M&A Hot Topics
Quarterly Update (July 10, 2018)
1. SEC And Stock Exchange Updates
SEC Division of Corporation Finance Guidance Clarifies that Forecasts Provided to the Board and Bidders Do Not Require GAAP Reconciliation: On April 4, 2018, the SEC Division of Corporation Finance issued two new Compliance & Disclosure Interpretations confirming that forecasts provided to the board of directors or bidders in connection with an M&A transaction will not be deemed non-GAAP financial measures requiring GAAP reconciliation. Question 101.02 exempts forecasts provided to a registrant's board of directors or board committee from the definition of non-GAAP financial measures. Similarly, Question 101.03 extends the non-GAAP definition exemption to forecasts exchanged between the parties in a business combination transaction where the forecasts are deemed material and must be disclosed in order to comply with securities laws, especially anti-fraud provisions. This guidance builds on other C&DIs issued in October 2017.

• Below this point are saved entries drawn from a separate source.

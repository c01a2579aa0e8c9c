//! Network file importers.
//!
//! All importers return an [`ImportResult`]: the [`civnet_core::Network`] plus the
//! diagnostics collected while building it. Bad lines are recorded and skipped;
//! only an unreadable file is a hard error.
//!
//! ```no_run
//! use civnet_core::NetworkKind;
//! use civnet_io::importers::load_kind;
//!
//! let result = load_kind("data/vial.txt", NetworkKind::Road)?;
//! println!("{} intersections", result.network.vertex_count());
//! # Ok::<(), anyhow::Error>(())
//! ```

use std::fs;
use std::path::Path;

use anyhow::{Context, Result};
use civnet_core::NetworkKind;
use serde::{Deserialize, Serialize};
use tracing::{debug, warn};

use crate::helpers::ImportResult;

pub mod edge_list;

pub use edge_list::{parse_edge_list, parse_line, LineError};

/// Whether edge lines carry a third weight column.
#[derive(Debug, Clone, Copy, PartialEq, Eq, Serialize, Deserialize)]
#[serde(rename_all = "lowercase")]
pub enum Weighting {
    Unweighted,
    Weighted,
}

impl From<NetworkKind> for Weighting {
    fn from(kind: NetworkKind) -> Self {
        if kind.is_weighted() {
            Weighting::Weighted
        } else {
            Weighting::Unweighted
        }
    }
}

/// Load an edge-list file.
pub fn load_network(path: impl AsRef<Path>, weighting: Weighting) -> Result<ImportResult> {
    let path = path.as_ref();
    let text = fs::read_to_string(path)
        .with_context(|| format!("reading network file '{}'", path.display()))?;
    let result = parse_edge_list(&text, weighting);

    debug!(
        path = %path.display(),
        vertices = result.network.vertex_count(),
        edges = result.network.edge_count(),
        "loaded network"
    );
    for issue in &result.diagnostics.issues {
        warn!(path = %path.display(), "{issue}");
    }

    Ok(result)
}

/// Load the file for one of the city networks, picking the weighting from its kind.
pub fn load_kind(path: impl AsRef<Path>, kind: NetworkKind) -> Result<ImportResult> {
    load_network(path, Weighting::from(kind))
        .with_context(|| format!("loading {kind} network"))
}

2. Other Regulatory Updates
Both Houses of Congress Pass FIRRMA Bills to Enhance CFIUS Capabilities:
o On June 18, 2018, the Senate passed its version of the Foreign Investment Risk Review Modernization Act of 2018 (FIRRMA) as an attachment to defense appropriations legislation. The bill would expand the statutory definition of "covered transactions" to include foreign non-passive investments in any U.S. critical technology or infrastructure, purchases of real estate located close to ports and other sensitive U.S. government facilities, changes in a foreign investor's rights resulting in foreign control or a non-passive investment in a U.S. business, and any other transaction designed to circumvent CFIUS's jurisdiction. The legislation would also update the definition of "critical technologies" to include newly identified emerging and foundational technologies key to U.S. national security. If the bill is enacted, the initial review process would be extended from 30 to 45 days and up to 75 days under extraordinary circumstances, and a light filing "declaration" process would be created for simpler cases.

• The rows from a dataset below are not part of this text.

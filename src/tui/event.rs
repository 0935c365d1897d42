//! Event handling for the TUI.

use std::time::Duration;

use crossterm::event::{self, Event, KeyCode, KeyEvent, KeyEventKind, KeyModifiers};

use crate::error::HabitflowError;
use crate::tui::app::App;

const MAX_POLL: Duration = Duration::from_millis(100);

/// Action requested by a key press.
#[derive(Debug, Clone, Copy, PartialEq, Eq)]
pub enum Action {
    Quit,
    Start,
    TogglePause,
    Skip,
    Stop,
    FocusLonger,
    FocusShorter,
    BreakLonger,
    BreakShorter,
    Help,
}

/// Map a key press to an action.
#[must_use]
pub fn action_for(key: KeyEvent) -> Option<Action> {
    if key.modifiers.contains(KeyModifiers::CONTROL) && key.code == KeyCode::Char('c') {
        return Some(Action::Quit);
    }

    match key.code {
        KeyCode::Char('q') | KeyCode::Esc => Some(Action::Quit),
        KeyCode::Char('s') => Some(Action::Start),
        KeyCode::Char('p' | ' ') => Some(Action::TogglePause),
        KeyCode::Char('n') => Some(Action::Skip),
        KeyCode::Char('x') => Some(Action::Stop),
        KeyCode::Char('+' | '=') => Some(Action::FocusLonger),
        KeyCode::Char('-') => Some(Action::FocusShorter),
        KeyCode::Char(']') => Some(Action::BreakLonger),
        KeyCode::Char('[') => Some(Action::BreakShorter),
        KeyCode::Char('?') => Some(Action::Help),
        _ => None,
    }
}

/// Wait for input until the next tick is due, then apply any key pressed.
///
/// # Errors
///
/// Returns an error if event polling fails.
pub fn handle_events(app: &mut App) -> Result<(), HabitflowError> {
    let timeout = app
        .controller()
        .until_next_tick()
        .map_or(MAX_POLL, |d| d.min(MAX_POLL));

    if !event::poll(timeout)
        .map_err(|e| HabitflowError::Terminal(format!("Event poll failed: {e}")))?
    {
        return Ok(());
    }

    if let Event::Key(key) =
        event::read().map_err(|e| HabitflowError::Terminal(format!("Event read failed: {e}")))?
    {
        if key.kind != KeyEventKind::Press {
            return Ok(());
        }
        if let Some(action) = action_for(key) {
            apply(app, action);
        }
    }
    Ok(())
}

/// Apply an action to the app.
pub fn apply(app: &mut App, action: Action) {
    match action {
        Action::Quit => app.quit(),
        Action::Start => app.start(),
        Action::TogglePause => app.toggle_pause(),
        Action::Skip => app.skip(),
        Action::Stop => app.stop(),
        Action::FocusLonger => app.adjust_focus(1),
        Action::FocusShorter => app.adjust_focus(-1),
        Action::BreakLonger => app.adjust_break(1),
        Action::BreakShorter => app.adjust_break(-1),
        Action::Help => app.show_help(),
    }
}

o On June 26, 2018, the House also passed a FIRRMA bill which would alter the scope of transactions subject to CFIUS review and institute fees capped at the lesser of $300,000 or 1% of the value of the proposed transaction to help fund its operations. This bill would no longer expand the committee's jurisdiction beyond acquisitions of U.S. companies to other transaction structures like joint ventures that would result in outbound technology transfers, as the first draft of the bill proposed. Instead, these transfers would be regulated by other government bodies such as the Department of Commerce. The bill would also cover transactions where investors from certain "countries of special concern" would gain access to personal information of U.S. citizens, and would allow CFIUS to consider whether an investment could threaten U.S. jobs and skills that are critical to national security.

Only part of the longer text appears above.